Which lines in the records below include the word "price"? Report each of them in full.
*** DATA IN THIS EXERCISE Section Begins ***
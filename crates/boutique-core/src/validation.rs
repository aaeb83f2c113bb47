//! # Validation Module
//!
//! Input validation for catalog entries, cart quantities, and registration
//! forms. The storage layer repeats the critical numeric rules as CHECK and
//! UNIQUE constraints; this module exists so bad input fails early with a
//! field-level message instead of a constraint error.

use crate::error::ValidationError;
use crate::MAX_LINE_QUANTITY;

pub type ValidationResult<T> = Result<T, ValidationError>;

// =============================================================================
// Catalog
// =============================================================================

/// Validates a product name: non-empty after trimming.
///
/// Returns the trimmed name so callers persist a canonical form.
pub fn validate_product_name(name: &str) -> ValidationResult<String> {
    let name = name.trim();

    if name.is_empty() {
        return Err(ValidationError::Required { field: "name" });
    }

    Ok(name.to_string())
}

/// Validates a price in minor units: strictly positive.
pub fn validate_price(price: i64) -> ValidationResult<()> {
    if price <= 0 {
        return Err(ValidationError::MustBePositive { field: "price" });
    }
    Ok(())
}

/// Validates a stock level: zero is fine, negative is not.
pub fn validate_stock_quantity(quantity: i64) -> ValidationResult<()> {
    if quantity < 0 {
        return Err(ValidationError::MustNotBeNegative { field: "quantity" });
    }
    Ok(())
}

/// Validates a quantity to sell: strictly positive and within the per-line
/// cap.
pub fn validate_sale_quantity(quantity: i64) -> ValidationResult<()> {
    if quantity <= 0 {
        return Err(ValidationError::MustBePositive { field: "quantity" });
    }

    if quantity > MAX_LINE_QUANTITY {
        return Err(ValidationError::TooLarge {
            field: "quantity",
            max: MAX_LINE_QUANTITY,
        });
    }

    Ok(())
}

// =============================================================================
// Registration
// =============================================================================

/// Validates a username: at least 3 characters after trimming.
pub fn validate_username(username: &str) -> ValidationResult<String> {
    let username = username.trim();

    if username.is_empty() {
        return Err(ValidationError::Required { field: "username" });
    }

    if username.chars().count() < 3 {
        return Err(ValidationError::TooShort {
            field: "username",
            min: 3,
        });
    }

    Ok(username.to_string())
}

/// Validates a clear-text password at registration: at least 6 characters.
/// Hashing happens after validation, in the engine.
pub fn validate_password(password: &str) -> ValidationResult<()> {
    if password.is_empty() {
        return Err(ValidationError::Required { field: "password" });
    }

    if password.chars().count() < 6 {
        return Err(ValidationError::TooShort {
            field: "password",
            min: 6,
        });
    }

    Ok(())
}

/// Validates a full name: non-empty after trimming.
pub fn validate_full_name(full_name: &str) -> ValidationResult<String> {
    let full_name = full_name.trim();

    if full_name.is_empty() {
        return Err(ValidationError::Required { field: "full_name" });
    }

    Ok(full_name.to_string())
}

/// Shallow email shape check: must contain '@' and '.'.
pub fn validate_email(email: &str) -> ValidationResult<String> {
    let email = email.trim();

    if email.is_empty() {
        return Err(ValidationError::Required { field: "email" });
    }

    if !email.contains('@') || !email.contains('.') {
        return Err(ValidationError::InvalidFormat {
            field: "email",
            reason: "expected an address like name@example.com",
        });
    }

    Ok(email.to_string())
}
//! # Repository Module
//!
//! Each repository wraps one table (or, for checkout, one transaction) behind
//! a typed API, keeping SQL out of the engine layer.
//!
//! - [`product::ProductRepository`] - catalog CRUD and aggregates
//! - [`account::AccountRepository`] - staff credential storage
//! - [`receipt::ReceiptRepository`] - committed receipt queries
//! - [`checkout::CheckoutRepository`] - the atomic sale commit

pub mod account;
pub mod checkout;
pub mod product;
pub mod receipt;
*** DATA IN THIS EXERCISE Section Ends ***
OUTPUT OF THE TASK:
/// Validates a price in minor units: strictly positive.
pub fn validate_price(price: i64) -> ValidationResult<()> {
    if price <= 0 {
        return Err(ValidationError::MustBePositive { field: "price" });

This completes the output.